Starting at the first line of the records below, transcribe each line exactly, ending with the line that contains "#[derive(Parser, Debug)]".

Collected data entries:
_ _ _ _ _ _ _

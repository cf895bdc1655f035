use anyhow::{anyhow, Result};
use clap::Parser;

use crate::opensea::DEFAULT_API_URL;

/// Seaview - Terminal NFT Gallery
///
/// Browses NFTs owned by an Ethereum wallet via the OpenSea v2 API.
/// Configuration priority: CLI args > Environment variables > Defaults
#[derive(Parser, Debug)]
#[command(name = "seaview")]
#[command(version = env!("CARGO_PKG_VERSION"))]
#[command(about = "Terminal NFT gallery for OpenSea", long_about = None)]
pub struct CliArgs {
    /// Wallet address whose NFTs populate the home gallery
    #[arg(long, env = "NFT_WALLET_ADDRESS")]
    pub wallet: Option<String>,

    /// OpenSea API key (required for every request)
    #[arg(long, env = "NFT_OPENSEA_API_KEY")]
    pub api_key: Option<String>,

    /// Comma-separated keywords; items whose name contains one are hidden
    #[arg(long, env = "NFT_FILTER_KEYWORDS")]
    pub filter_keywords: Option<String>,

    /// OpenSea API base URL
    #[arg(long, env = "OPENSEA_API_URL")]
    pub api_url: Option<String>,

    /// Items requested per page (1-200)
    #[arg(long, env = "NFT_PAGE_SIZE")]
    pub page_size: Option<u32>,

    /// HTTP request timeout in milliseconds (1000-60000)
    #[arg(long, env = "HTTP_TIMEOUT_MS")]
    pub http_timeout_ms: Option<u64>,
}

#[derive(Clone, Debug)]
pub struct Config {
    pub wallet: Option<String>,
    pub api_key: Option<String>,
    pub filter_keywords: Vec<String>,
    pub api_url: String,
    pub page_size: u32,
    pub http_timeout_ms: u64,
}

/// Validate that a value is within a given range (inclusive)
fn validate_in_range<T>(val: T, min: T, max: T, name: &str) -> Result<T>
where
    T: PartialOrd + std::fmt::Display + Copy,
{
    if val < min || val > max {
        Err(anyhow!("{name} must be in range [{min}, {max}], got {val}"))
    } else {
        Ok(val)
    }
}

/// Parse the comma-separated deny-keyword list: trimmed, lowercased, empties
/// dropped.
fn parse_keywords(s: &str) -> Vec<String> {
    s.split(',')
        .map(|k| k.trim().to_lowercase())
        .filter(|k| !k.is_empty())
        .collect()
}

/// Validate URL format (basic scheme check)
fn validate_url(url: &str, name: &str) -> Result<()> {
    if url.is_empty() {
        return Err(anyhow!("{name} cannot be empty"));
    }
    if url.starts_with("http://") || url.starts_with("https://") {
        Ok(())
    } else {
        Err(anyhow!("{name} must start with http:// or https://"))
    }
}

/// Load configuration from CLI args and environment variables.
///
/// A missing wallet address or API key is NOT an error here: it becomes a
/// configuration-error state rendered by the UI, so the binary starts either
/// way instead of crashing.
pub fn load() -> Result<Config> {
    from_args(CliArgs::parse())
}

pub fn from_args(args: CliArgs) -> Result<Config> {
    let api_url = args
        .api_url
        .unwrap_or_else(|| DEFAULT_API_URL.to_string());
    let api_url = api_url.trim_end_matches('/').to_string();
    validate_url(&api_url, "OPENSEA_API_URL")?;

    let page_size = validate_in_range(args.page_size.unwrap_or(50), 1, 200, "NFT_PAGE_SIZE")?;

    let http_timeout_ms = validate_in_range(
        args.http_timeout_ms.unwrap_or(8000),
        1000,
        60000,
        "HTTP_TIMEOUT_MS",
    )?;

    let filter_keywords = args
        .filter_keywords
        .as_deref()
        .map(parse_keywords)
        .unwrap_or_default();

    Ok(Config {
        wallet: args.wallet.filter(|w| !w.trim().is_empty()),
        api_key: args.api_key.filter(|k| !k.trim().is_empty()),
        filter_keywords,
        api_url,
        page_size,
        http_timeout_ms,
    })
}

_ _ _ _ _ _ _

▶ _EXPECTED ANSWER_
repository cf895bdc1655f035
use anyhow::{anyhow, Result};
use clap::Parser;

use crate::opensea::DEFAULT_API_URL;

/// Seaview - Terminal NFT Gallery
///
/// Browses NFTs owned by an Ethereum wallet via the OpenSea v2 API.
/// Configuration priority: CLI args > Environment variables > Defaults
#[derive(Parser, Debug)]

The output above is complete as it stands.